Hello,
I am working on trying to implement voice recognition into a game using Kinect. As far as I have seen, the only way to do this is by using plugins. Is this true? I have been trying to write a C# script based off of this Kinect SDK example. I am using the free version of Unity. Here is what I have:
using UnityEngine;
using System;
using System.Collections;
using System.IO;
using System.Linq;
using Microsoft.Kinect;
using Microsoft.Speech.AudioFormat;
using Microsoft.Speech.Recognition;
public class VoiceRecognition : MonoBehaviour {
private SpeechRecognitionEngine speechRecognizer;
// public KinectSensor CurrentSensor;
private static RecognizerInfo GetKinectRecognizer()
{
foreach (RecognizerInfo recognizer in SpeechRecognitionEngine.InstalledRecognizers())
{
string value;
recognizer.AdditionalInfo.TryGetValue("Kinect", out value);
if ("True".Equals(value, StringComparison.OrdinalIgnoreCase) && "en-US".Equals(recognizer.Culture.Name, StringComparison.OrdinalIgnoreCase))
{
return recognizer;
}
}
return null;
}
private SpeechRecognitionEngine CreateSpeechRecognizer() {
RecognizerInfo ri = GetKinectRecognizer();
SpeechRecognitionEngine sre;
sre = new SpeechRecognitionEngine(ri.Id);
var grammar = new Choices();
grammar.Add("hello");
grammar.Add("goodbye");
var gb = new GrammarBuilder{Culture = ri.Culture};
gb.Append(grammar);
var g = new Grammar(gb);
sre.LoadGrammar(g);
sre.SpeechRecognized += SpeechRecognized;
sre.SpeechHypothesized += SpeechHypothesized;
sre.SpeechRecognitionRejected += SpeechRejected;
return sre;
}
private void SpeechRecognized (object sender, SpeechRecognizedEventArgs e)
{
if (e.Result.Confidence < .4)
{
RejectSpeech(e.Result);
}
switch (e.Result.Text.ToUpperInvariant())
{
case "HELLO":
Debug.Log("Hi there.");
break;
case "GOODBYE":
Debug.Log("Goodbye then.");
break;
default:
break;
}
}
private void SpeechHypothesized (object sender, SpeechHypothesizedEventArgs e)
{
Debug.Log("Hypothesized: " + e.Result.Text + " " + e.Result.Confidence);
}
private void SpeechRejected (object sender, SpeechRecognitionRejectedEventArgs e)
{
RejectSpeech(e.Result);
}
private void RejectSpeech(RecognitionResult result)
{
Debug.Log("Excuse Me?");
}
/* private KinectSensor InitializeKinect()
{
CurrentSensor = KinectSensor.KinectSensors.FirstOrDefault(s => s.Status == KinectStatus.Connected);
speechRecognizer = CreateSpeechRecognizer();
CurrentSensor.Start();
Start ();
return CurrentSensor;
}
public VoiceRecognition() {
InitializeKinect();
}
*/
void Start () {
/* var audioSource = CurrentSensor.AudioSource;
audioSource.BeamAngleMode = BeamAngleMode.Adaptive;
var kinectStream = audioSource.Start();
speechRecognizer.SetInputToAudioStream(kinectStream, new SpeechAudioFormatInfo(EncodingFormat.Pcm, 16000, 16,1,32000,2,null));
speechRecognizer.RecognizeAsync(RecognizeMode.Multiple);
CurrentSensor.AudioSource.EchoCancellationMode = EchoCancellationMode.None;
CurrentSensor.AudioSource.AutomaticGainControlEnabled = false;
*/
}
void Update () {
}
}
I get no comilation errors until I add the commented code.

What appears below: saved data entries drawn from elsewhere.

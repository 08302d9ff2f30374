use serde::{Deserialize, Serialize};

use super::{EntityType, MatchedBy, TokenStatus};

/// How a scan's destination was decided. Recorded on every audit entry.
#[derive(Debug, Clone, Copy, PartialEq, Eq, Serialize, Deserialize)]
#[serde(rename_all = "SCREAMING_SNAKE_CASE")]
pub enum ResolutionType {
    /// Token-level override, or a production-run binding.
    Token,
    Transparency,
    Version,
    Batch,
    Product,
    Entity,
    Fallback,
    /// Canonical per-entity route, nothing else matched.
    Default,
    /// Public scan of an ACTIVE token.
    Verification,
    Revoked,
    Expired,
}

impl ResolutionType {
    pub fn as_str(&self) -> &'static str {
        match self {
            Self::Token => "TOKEN",
            Self::Transparency => "TRANSPARENCY",
            Self::Version => "VERSION",
            Self::Batch => "BATCH",
            Self::Product => "PRODUCT",
            Self::Entity => "ENTITY",
            Self::Fallback => "FALLBACK",
            Self::Default => "DEFAULT",
            Self::Verification => "VERIFICATION",
            Self::Revoked => "REVOKED",
            Self::Expired => "EXPIRED",
        }
    }

    pub fn from_str(s: &str) -> Option<Self> {
        match s {
            "TOKEN" => Some(Self::Token),
            "TRANSPARENCY" => Some(Self::Transparency),
            "VERSION" => Some(Self::Version),
            "BATCH" => Some(Self::Batch),
            "PRODUCT" => Some(Self::Product),
            "ENTITY" => Some(Self::Entity),
            "FALLBACK" => Some(Self::Fallback),
            "DEFAULT" => Some(Self::Default),
            "VERIFICATION" => Some(Self::Verification),
            "REVOKED" => Some(Self::Revoked),
            "EXPIRED" => Some(Self::Expired),
            _ => None,
        }
    }

    /// Resolution type recorded for a token in a terminal state.
    pub fn for_terminal(status: TokenStatus) -> Option<Self> {
        match status {
            TokenStatus::Revoked => Some(Self::Revoked),
            TokenStatus::Expired => Some(Self::Expired),
            TokenStatus::Active => None,
        }
    }
}

impl From<MatchedBy> for ResolutionType {
    fn from(m: MatchedBy) -> Self {
        match m {
            MatchedBy::Version => Self::Version,
            MatchedBy::Batch => Self::Batch,
            MatchedBy::Product => Self::Product,
            MatchedBy::Entity => Self::Entity,
            MatchedBy::Fallback => Self::Fallback,
        }
    }
}

impl std::fmt::Display for ResolutionType {
    fn fmt(&self, f: &mut std::fmt::Formatter<'_>) -> std::fmt::Result {
        f.write_str(self.as_str())
    }
}

/// Scanning context. Public is the default; operational is only granted to
/// authenticated internal actors.
#[derive(Debug, Clone, Copy, Default, PartialEq, Eq, Serialize, Deserialize)]
#[serde(rename_all = "lowercase")]
pub enum ScanMode {
    #[default]
    Public,
    Operational,
}

impl ScanMode {
    pub fn as_str(&self) -> &'static str {
        match self {
            Self::Public => "public",
            Self::Operational => "operational",
        }
    }

    pub fn from_str(s: &str) -> Option<Self> {
        match s {
            "public" => Some(Self::Public),
            "operational" => Some(Self::Operational),
            _ => None,
        }
    }
}

impl std::fmt::Display for ScanMode {
    fn fmt(&self, f: &mut std::fmt::Formatter<'_>) -> std::fmt::Result {
        f.write_str(self.as_str())
    }
}

/// Coarse location hints supplied by the edge in front of the service.
#[derive(Debug, Clone, Default, PartialEq, Eq, Serialize, Deserialize)]
#[serde(rename_all = "camelCase")]
pub struct GeoHints {
    #[serde(default, skip_serializing_if = "Option::is_none")]
    pub country: Option<String>,
    #[serde(default, skip_serializing_if = "Option::is_none")]
    pub region: Option<String>,
    #[serde(default, skip_serializing_if = "Option::is_none")]
    pub city: Option<String>,
}

/// One audited scan. Append-only; maps 1:1 to the `scan_events` table.
#[derive(Debug, Clone, PartialEq, Serialize, Deserialize)]
#[serde(rename_all = "camelCase")]
pub struct ScanEvent {
    pub id: String,
    pub timestamp: String,

    pub token_id: String,
    pub token_value: String,
    pub entity_type: EntityType,
    pub entity_id: String,

    pub resolution_type: ResolutionType,
    /// What the scanner was shown: redirect target or rendered page path.
    pub destination: String,
    pub mode: ScanMode,

    #[serde(default, skip_serializing_if = "Option::is_none")]
    pub ip_address: Option<String>,
    #[serde(default)]
    pub geo: GeoHints,
    #[serde(default, skip_serializing_if = "Option::is_none")]
    pub user_agent: Option<String>,

    /// Set when the scan was routed to a bound production run.
    #[serde(default, skip_serializing_if = "Option::is_none")]
    pub run_id: Option<String>,
    /// The run's current step at scan time.
    #[serde(default, skip_serializing_if = "Option::is_none")]
    pub run_step: Option<String>,

    /// Token scan count including this scan.
    pub scan_count_at_resolution: i64,
}
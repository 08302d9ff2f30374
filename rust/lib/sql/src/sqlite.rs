use std::path::Path;
use std::sync::Mutex;

use rusqlite::Connection;

use crate::error::SQLError;
use crate::traits::{Row, SQLStore, SqlTx, Value};

/// SqliteStore is a SQLStore implementation backed by rusqlite (bundled SQLite).
///
/// A single connection behind a mutex: statements and transactions are
/// serialized, which is what gives `transaction` its isolation guarantee.
pub struct SqliteStore {
    conn: Mutex<Connection>,
}

impl SqliteStore {
    /// Open or create a SQLite database at the given path.
    pub fn open(path: &Path) -> Result<Self, SQLError> {
        let conn = Connection::open(path)
            .map_err(|e| SQLError::Connection(e.to_string()))?;

        // Enable WAL mode for better concurrent read performance.
        conn.execute_batch("PRAGMA journal_mode=WAL;")
            .map_err(|e| SQLError::Connection(e.to_string()))?;

        Ok(Self {
            conn: Mutex::new(conn),
        })
    }

    /// Create an in-memory SQLite database (useful for tests).
    pub fn open_in_memory() -> Result<Self, SQLError> {
        let conn = Connection::open_in_memory()
            .map_err(|e| SQLError::Connection(e.to_string()))?;
        Ok(Self {
            conn: Mutex::new(conn),
        })
    }
}

/// Convert our Value enum to rusqlite's ToSql.
fn bind_params(params: &[Value]) -> Vec<Box<dyn rusqlite::types::ToSql + '_>> {
    params
        .iter()
        .map(|v| -> Box<dyn rusqlite::types::ToSql + '_> {
            match v {
                Value::Null => Box::new(rusqlite::types::Null),
                Value::Integer(i) => Box::new(*i),
                Value::Real(f) => Box::new(*f),
                Value::Text(s) => Box::new(s.as_str()),
                Value::Blob(b) => Box::new(b.as_slice()),
            }
        })
        .collect()
}

fn query_on(conn: &Connection, sql: &str, params: &[Value]) -> Result<Vec<Row>, SQLError> {
    let bound = bind_params(params);
    let param_refs: Vec<&dyn rusqlite::types::ToSql> =
        bound.iter().map(|b| b.as_ref()).collect();

    let mut stmt = conn
        .prepare(sql)
        .map_err(|e| SQLError::Query(e.to_string()))?;

    let column_names: Vec<String> = stmt
        .column_names()
        .iter()
        .map(|s| s.to_string())
        .collect();

    let rows = stmt
        .query_map(param_refs.as_slice(), |row| {
            let mut columns = Vec::new();
            for (i, name) in column_names.iter().enumerate() {
                let val = row_value_at(row, i);
                columns.push((name.clone(), val));
            }
            Ok(Row { columns })
        })
        .map_err(|e| SQLError::Query(e.to_string()))?;

    let mut result = Vec::new();
    for row in rows {
        result.push(row.map_err(|e| SQLError::Query(e.to_string()))?);
    }
    Ok(result)
}

fn exec_on(conn: &Connection, sql: &str, params: &[Value]) -> Result<u64, SQLError> {
    let bound = bind_params(params);
    let param_refs: Vec<&dyn rusqlite::types::ToSql> =
        bound.iter().map(|b| b.as_ref()).collect();

    let affected = conn
        .execute(sql, param_refs.as_slice())
        .map_err(|e| SQLError::Execution(e.to_string()))?;

    Ok(affected as u64)
}

/// Statement handle lent to a transaction body.
struct TxHandle<'a> {
    conn: &'a Connection,
}

impl SqlTx for TxHandle<'_> {
    fn query(&self, sql: &str, params: &[Value]) -> Result<Vec<Row>, SQLError> {
        query_on(self.conn, sql, params)
    }

    fn exec(&self, sql: &str, params: &[Value]) -> Result<u64, SQLError> {
        exec_on(self.conn, sql, params)
    }
}

impl SQLStore for SqliteStore {
    fn query(&self, sql: &str, params: &[Value]) -> Result<Vec<Row>, SQLError> {
        let conn = self
            .conn
            .lock()
            .map_err(|e| SQLError::Query(e.to_string()))?;
        query_on(&conn, sql, params)
    }

    fn exec(&self, sql: &str, params: &[Value]) -> Result<u64, SQLError> {
        let conn = self
            .conn
            .lock()
            .map_err(|e| SQLError::Execution(e.to_string()))?;
        exec_on(&conn, sql, params)
    }

    fn transaction(
        &self,
        body: &mut dyn FnMut(&dyn SqlTx) -> Result<(), SQLError>,
    ) -> Result<(), SQLError> {
        let mut conn = self
            .conn
            .lock()
            .map_err(|e| SQLError::Transaction(e.to_string()))?;
        let tx = conn
            .transaction()
            .map_err(|e| SQLError::Transaction(e.to_string()))?;

        let outcome = body(&TxHandle { conn: &tx });
        match outcome {
            Ok(()) => tx
                .commit()
                .map_err(|e| SQLError::Transaction(e.to_string())),
            Err(e) => {
                // Dropping the transaction also rolls back; be explicit so a
                // failing rollback is not silently ignored.
                tx.rollback()
                    .map_err(|re| SQLError::Transaction(format!("{e}; rollback failed: {re}")))?;
                Err(e)
            }
        }
    }
}

/// Extract a Value from a rusqlite row at a given column index.
fn row_value_at(row: &rusqlite::Row, idx: usize) -> Value {
    // Try integer first, then real, then text, then blob, then null.
    if let Ok(i) = row.get::<_, i64>(idx) {
        return Value::Integer(i);
    }
    if let Ok(f) = row.get::<_, f64>(idx) {
        return Value::Real(f);
    }
    if let Ok(s) = row.get::<_, String>(idx) {
        return Value::Text(s);
    }
    if let Ok(b) = row.get::<_, Vec<u8>>(idx) {
        return Value::Blob(b);
    }
    Value::Null
}

#[cfg(test)]
mod tests {
    use super::*;

    fn store() -> SqliteStore {
        let db = SqliteStore::open_in_memory().unwrap();
        db.exec(
            "CREATE TABLE counters (id TEXT PRIMARY KEY, n INTEGER NOT NULL)",
            &[],
        )
        .unwrap();
        db.exec(
            "INSERT INTO counters (id, n) VALUES (?1, ?2)",
            &[Value::Text("a".into()), Value::Integer(0)],
        )
        .unwrap();
        db
    }

    fn count(db: &SqliteStore) -> i64 {
        db.query("SELECT n FROM counters WHERE id = 'a'", &[])
            .unwrap()[0]
            .get_i64("n")
            .unwrap()
    }

    #[test]
    fn query_and_exec() {
        let db = store();
        let affected = db
            .exec("UPDATE counters SET n = n + 1 WHERE id = ?1", &[Value::Text("a".into())])
            .unwrap();
        assert_eq!(affected, 1);
        assert_eq!(count(&db), 1);
    }

    #[test]
    fn transaction_commits_and_returns_rows() {
        let db = store();
        let mut seen = 0;
        db.transaction(&mut |tx| {
            let rows = tx.query(
                "UPDATE counters SET n = n + 5 WHERE id = 'a' RETURNING n",
                &[],
            )?;
            seen = rows[0].get_i64("n").unwrap_or(-1);
            Ok(())
        })
        .unwrap();
        assert_eq!(seen, 5);
        assert_eq!(count(&db), 5);
    }

    #[test]
    fn transaction_rolls_back_on_error() {
        let db = store();
        let result = db.transaction(&mut |tx| {
            tx.exec("UPDATE counters SET n = 42 WHERE id = 'a'", &[])?;
            Err(SQLError::Execution("boom".into()))
        });
        assert!(result.is_err());
        assert_eq!(count(&db), 0);
    }

    #[test]
    fn unique_violation_is_detected() {
        let db = store();
        let err = db
            .exec(
                "INSERT INTO counters (id, n) VALUES ('a', 1)",
                &[],
            )
            .unwrap_err();
        assert!(err.is_unique_violation());
    }

    #[test]
    fn file_backed_store_persists() {
        let dir = tempfile::tempdir().unwrap();
        let path = dir.path().join("data.sqlite");
        {
            let db = SqliteStore::open(&path).unwrap();
            db.exec("CREATE TABLE t (v TEXT)", &[]).unwrap();
            db.exec("INSERT INTO t (v) VALUES ('x')", &[]).unwrap();
        }
        let db = SqliteStore::open(&path).unwrap();
        let rows = db.query("SELECT v FROM t", &[]).unwrap();
        assert_eq!(rows[0].get_str("v"), Some("x"));
    }
}
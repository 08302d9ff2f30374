//! SQLite persistence for tokens, rules, collaborator projections and the
//! scan audit log.

pub mod rules;
pub mod runs;
pub mod scans;
pub mod schema;
pub mod tokens;
pub mod transparency;

pub use rules::SqlRuleStore;
pub use runs::SqlRunDirectory;
pub use scans::{ScanDraft, ScanLog};
pub use tokens::TokenStore;
pub use transparency::SqlTransparencyDirectory;

use plantops_core::ServiceError;
use plantops_sql::SQLError;

pub(crate) fn storage_err(e: SQLError) -> ServiceError {
    if e.is_unique_violation() {
        ServiceError::Conflict(e.to_string())
    } else {
        ServiceError::Storage(e.to_string())
    }
}
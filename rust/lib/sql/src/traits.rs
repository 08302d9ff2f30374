use crate::error::SQLError;

/// A dynamically-typed SQL parameter value.
#[derive(Debug, Clone)]
pub enum Value {
    Null,
    Integer(i64),
    Real(f64),
    Text(String),
    Blob(Vec<u8>),
}

/// A row returned from a SQL query: column name to value.
#[derive(Debug, Clone)]
pub struct Row {
    pub columns: Vec<(String, Value)>,
}

impl Row {
    /// Get a column value by name.
    pub fn get(&self, name: &str) -> Option<&Value> {
        self.columns.iter().find(|(n, _)| n == name).map(|(_, v)| v)
    }

    /// Get a text column value by name.
    pub fn get_str(&self, name: &str) -> Option<&str> {
        match self.get(name) {
            Some(Value::Text(s)) => Some(s.as_str()),
            _ => None,
        }
    }

    /// Get an integer column value by name.
    pub fn get_i64(&self, name: &str) -> Option<i64> {
        match self.get(name) {
            Some(Value::Integer(i)) => Some(*i),
            _ => None,
        }
    }
}

impl Value {
    /// Text value, or NULL when absent.
    pub fn opt_text(v: Option<&str>) -> Self {
        match v {
            Some(s) => Value::Text(s.to_string()),
            None => Value::Null,
        }
    }
}

/// Statements issued inside an open transaction.
pub trait SqlTx {
    /// Execute a query (including `UPDATE ... RETURNING`) and return rows.
    fn query(&self, sql: &str, params: &[Value]) -> Result<Vec<Row>, SQLError>;

    /// Execute a statement and return affected row count.
    fn exec(&self, sql: &str, params: &[Value]) -> Result<u64, SQLError>;
}

/// SQLStore provides a SQL execution interface backed by an embedded database.
pub trait SQLStore: Send + Sync {
    /// Execute a query and return rows.
    fn query(&self, sql: &str, params: &[Value]) -> Result<Vec<Row>, SQLError>;

    /// Execute a statement (INSERT/UPDATE/DELETE) and return affected row count.
    fn exec(&self, sql: &str, params: &[Value]) -> Result<u64, SQLError>;

    /// Run `body` inside a single transaction.
    ///
    /// Commits when `body` returns `Ok`, rolls back when it returns `Err`.
    /// No other statement on the same store interleaves with the body.
    fn transaction(
        &self,
        body: &mut dyn FnMut(&dyn SqlTx) -> Result<(), SQLError>,
    ) -> Result<(), SQLError>;
}
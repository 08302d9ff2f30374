use axum::extract::{Path, Query, State};
use axum::http::HeaderMap;
use axum::routing::{get, post};
use axum::{Json, Router};

use plantops_core::{ListParams, ListResult, ServiceError};

use crate::model::{IssueTokenRequest, RevokeTokenRequest, ScanEvent, Token};
use crate::permissions;

use super::AppState;

pub fn router(state: AppState) -> Router {
    Router::new()
        .route("/qr/v1/tokens", post(issue_token))
        .route("/qr/v1/tokens/{id}", get(get_token))
        .route("/qr/v1/tokens/{id}/revoke", post(revoke_token))
        .route("/qr/v1/tokens/{id}/scans", get(list_scans))
        .with_state(state)
}

// ---------------------------------------------------------------------------
// POST /qr/v1/tokens
// ---------------------------------------------------------------------------

async fn issue_token(
    State(state): State<AppState>,
    headers: HeaderMap,
    Json(req): Json<IssueTokenRequest>,
) -> Result<Json<Token>, ServiceError> {
    state.auth.check(&headers, permissions::TOKEN_CREATE)?;
    let token = state.service.issue_token(&req)?;
    Ok(Json(token))
}

// ---------------------------------------------------------------------------
// GET /qr/v1/tokens/{id}
// ---------------------------------------------------------------------------

async fn get_token(
    State(state): State<AppState>,
    headers: HeaderMap,
    Path(id): Path<String>,
) -> Result<Json<Token>, ServiceError> {
    state.auth.check(&headers, permissions::TOKEN_READ)?;
    let token = state.service.get_token(&id)?;
    Ok(Json(token))
}

// ---------------------------------------------------------------------------
// POST /qr/v1/tokens/{id}/revoke
// ---------------------------------------------------------------------------

async fn revoke_token(
    State(state): State<AppState>,
    headers: HeaderMap,
    Path(id): Path<String>,
    Json(req): Json<RevokeTokenRequest>,
) -> Result<Json<Token>, ServiceError> {
    state.auth.check(&headers, permissions::TOKEN_REVOKE)?;
    let token = state.service.revoke_token(&id, &req.reason)?;
    Ok(Json(token))
}

// ---------------------------------------------------------------------------
// GET /qr/v1/tokens/{id}/scans
// ---------------------------------------------------------------------------

async fn list_scans(
    State(state): State<AppState>,
    headers: HeaderMap,
    Path(id): Path<String>,
    Query(params): Query<ListParams>,
) -> Result<Json<ListResult<ScanEvent>>, ServiceError> {
    state.auth.check(&headers, permissions::SCAN_LIST)?;
    let result = state.service.scans_for_token(&id, &params)?;
    Ok(Json(result))
}
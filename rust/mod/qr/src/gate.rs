//! Public vs operational behavior, decided in one place.

use crate::model::{ResolutionType, ScanMode, TokenStatus};

/// What to do with a found token.
#[derive(Debug, Clone, Copy, PartialEq, Eq)]
pub enum GateDecision {
    /// Render the verification page. The precedence engine is not consulted.
    Verification { resolution_type: ResolutionType },
    /// Run the precedence cascade and redirect.
    Precedence,
    /// Render the internal status view for a terminal token. No redirect.
    InternalStatus { resolution_type: ResolutionType },
}

impl GateDecision {
    pub fn decide(mode: ScanMode, status: TokenStatus) -> Self {
        let terminal = ResolutionType::for_terminal(status);
        match (mode, terminal) {
            (ScanMode::Public, None) => Self::Verification {
                resolution_type: ResolutionType::Verification,
            },
            (ScanMode::Public, Some(resolution_type)) => Self::Verification { resolution_type },
            (ScanMode::Operational, None) => Self::Precedence,
            (ScanMode::Operational, Some(resolution_type)) => {
                Self::InternalStatus { resolution_type }
            }
        }
    }
}

#[cfg(test)]
mod tests {
    use super::*;

    #[test]
    fn decision_table() {
        use GateDecision::*;
        use ResolutionType as R;

        let verify = |resolution_type| Verification { resolution_type };
        let status_view = |resolution_type| InternalStatus { resolution_type };

        let cases = [
            (ScanMode::Public, TokenStatus::Active, verify(R::Verification)),
            (ScanMode::Public, TokenStatus::Revoked, verify(R::Revoked)),
            (ScanMode::Public, TokenStatus::Expired, verify(R::Expired)),
            (ScanMode::Operational, TokenStatus::Active, Precedence),
            (ScanMode::Operational, TokenStatus::Revoked, status_view(R::Revoked)),
            (ScanMode::Operational, TokenStatus::Expired, status_view(R::Expired)),
        ];
        for (mode, status, want) in cases {
            assert_eq!(GateDecision::decide(mode, status), want, "{mode} {status}");
        }
    }
}
pub mod error;
pub mod sqlite;
pub mod traits;

pub use error::SQLError;
pub use sqlite::SqliteStore;
pub use traits::{Row, SQLStore, SqlTx, Value};
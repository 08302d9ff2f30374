use std::sync::Arc;

use plantops_core::ServiceError;
use plantops_sql::{SQLStore, Value};

use crate::lookup::TransparencyDirectory;
use crate::model::{EntityType, TransparencyRecord};

use super::storage_err;

/// Transparency record headers backed by SQLite.
pub struct SqlTransparencyDirectory {
    db: Arc<dyn SQLStore>,
}

impl SqlTransparencyDirectory {
    pub fn new(db: Arc<dyn SQLStore>) -> Self {
        Self { db }
    }

    pub fn upsert(&self, record: &TransparencyRecord) -> Result<(), ServiceError> {
        self.db
            .exec(
                "INSERT INTO transparency_records \
                 (id, entity_type, entity_id, test_result, published) \
                 VALUES (?1, ?2, ?3, ?4, ?5) \
                 ON CONFLICT(id) DO UPDATE SET entity_type = excluded.entity_type, \
                   entity_id = excluded.entity_id, test_result = excluded.test_result, \
                   published = excluded.published",
                &[
                    Value::Text(record.id.clone()),
                    Value::Text(record.entity_type.as_str().to_string()),
                    Value::Text(record.entity_id.clone()),
                    Value::Text(record.test_result.as_str().to_string()),
                    Value::Integer(record.published as i64),
                ],
            )
            .map_err(storage_err)?;
        Ok(())
    }
}

impl TransparencyDirectory for SqlTransparencyDirectory {
    fn is_publicly_visible(
        &self,
        entity_type: EntityType,
        entity_id: &str,
    ) -> Result<bool, ServiceError> {
        let rows = self
            .db
            .query(
                "SELECT COUNT(*) AS n FROM transparency_records \
                 WHERE entity_type = ?1 AND entity_id = ?2 \
                   AND test_result = 'PASS' AND published = 1",
                &[
                    Value::Text(entity_type.as_str().to_string()),
                    Value::Text(entity_id.to_string()),
                ],
            )
            .map_err(storage_err)?;
        Ok(rows.first().and_then(|r| r.get_i64("n")).unwrap_or(0) > 0)
    }
}

#[cfg(test)]
mod tests {
    use super::*;
    use crate::model::TestResult;
    use crate::store::tokens::tests::test_db;

    fn record(id: &str, test_result: TestResult, published: bool) -> TransparencyRecord {
        TransparencyRecord {
            id: id.into(),
            entity_type: EntityType::Batch,
            entity_id: "b1".into(),
            test_result,
            published,
        }
    }

    #[test]
    fn visible_only_when_passed_and_published() {
        let dir = SqlTransparencyDirectory::new(test_db());
        assert!(!dir.is_publicly_visible(EntityType::Batch, "b1").unwrap());

        dir.upsert(&record("tr1", TestResult::Pass, false)).unwrap();
        assert!(!dir.is_publicly_visible(EntityType::Batch, "b1").unwrap());

        dir.upsert(&record("tr2", TestResult::Fail, true)).unwrap();
        assert!(!dir.is_publicly_visible(EntityType::Batch, "b1").unwrap());

        dir.upsert(&record("tr1", TestResult::Pass, true)).unwrap();
        assert!(dir.is_publicly_visible(EntityType::Batch, "b1").unwrap());
        assert!(!dir.is_publicly_visible(EntityType::Product, "b1").unwrap());
    }
}
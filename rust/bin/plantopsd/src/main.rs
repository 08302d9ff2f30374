//! `plantopsd`: the plant operations QR resolution server.
//!
//! Usage:
//!   plantopsd -c <context-name-or-path> [--listen <addr>]
//!
//! The context name resolves to `/etc/plantops/<name>.toml`.
//! If a path with `/` or `.` is given, it's used directly.

mod auth;
mod bootstrap;
mod config;
mod routes;

use std::net::SocketAddr;
use std::path::PathBuf;
use std::sync::Arc;

use clap::Parser;
use plantops_core::{Module, ServiceConfig};
use tracing::info;

use auth::JwtAuthenticator;
use config::ServerConfig;

/// Plant operations server.
#[derive(Parser, Debug)]
#[command(name = "plantopsd", about = "Plant operations QR resolution server")]
struct Cli {
    /// Context name or path to config file.
    #[arg(short = 'c', long = "config", required = true)]
    config: String,

    /// Listen address (overrides default 0.0.0.0:8080).
    #[arg(long = "listen", default_value = "0.0.0.0:8080")]
    listen: String,
}

#[tokio::main]
async fn main() -> anyhow::Result<()> {
    // Initialize logging.
    tracing_subscriber::fmt()
        .with_env_filter(
            tracing_subscriber::EnvFilter::try_from_default_env()
                .unwrap_or_else(|_| "info".into()),
        )
        .init();

    let cli = Cli::parse();

    // Load server configuration.
    let config_path = ServerConfig::resolve_path(&cli.config);
    info!("Loading configuration from {}", config_path.display());
    let server_config = ServerConfig::load(&config_path)?;

    // Verify configuration is valid.
    bootstrap::verify_config(&server_config)?;

    // Initialize storage.
    let data_dir = PathBuf::from(&server_config.storage.data_dir);
    std::fs::create_dir_all(&data_dir)?;

    let core_config = ServiceConfig {
        data_dir: Some(data_dir),
        sqlite_path: server_config.storage.sqlite_path.as_ref().map(PathBuf::from),
        listen: cli.listen.clone(),
    };

    let sql: Arc<dyn plantops_sql::SQLStore> = Arc::new(
        plantops_sql::SqliteStore::open(&core_config.resolve_sqlite_path())
            .map_err(|e| anyhow::anyhow!("failed to open SQL store: {}", e))?,
    );

    let authenticator: Arc<dyn plantops_core::Authenticator> = Arc::new(JwtAuthenticator::new(
        &server_config.jwt.secret,
        server_config.auth.operational_roles.clone(),
    ));

    let qr_module = qr::QrModule::new(
        Arc::clone(&sql),
        server_config.qr.clone(),
        authenticator,
    )?;
    info!("QR module initialized");

    // Bootstrap: default redirect.
    bootstrap::ensure_default_redirect(&server_config, qr_module.service())?;

    let module_routes = vec![(qr_module.name(), qr_module.routes())];
    let app = routes::build_router(module_routes);

    // Start server.
    let listener = tokio::net::TcpListener::bind(&core_config.listen).await?;
    info!("plantopsd listening on {}", core_config.listen);
    axum::serve(
        listener,
        app.into_make_service_with_connect_info::<SocketAddr>(),
    )
    .await?;

    Ok(())
}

I have already referenced the Microsoft.Kinect and Microsoft.Speech dlls, so I’m not sure what the problem is. The error I get is:
Internal compiler error. See the console log for more information. output was:
Unhandled Exception: System.TypeLoadException: Could not load type ‘Microsoft.Kinect.SkeletonStream’ from assembly ‘Microsoft.Kinect, Version=1.7.0.0, Culture=neutral, PublicKeyToken=31bf3856ad364e35’.
at (wrapper managed-to-native) System.Reflection.MonoMethodInfo:get_method_info (intptr,System.Reflection.MonoMethodInfo&)
at System.Reflection.MonoMethodInfo.GetMethodInfo (IntPtr handle) [0x00000] in :0
at System.Reflection.MonoMethodInfo.GetAttributes (IntPtr handle) [0x00000] in :0
at System.Reflection.MonoMethod.get_Attributes () [0x00000] in :0
Any ideas would be great. Thanks.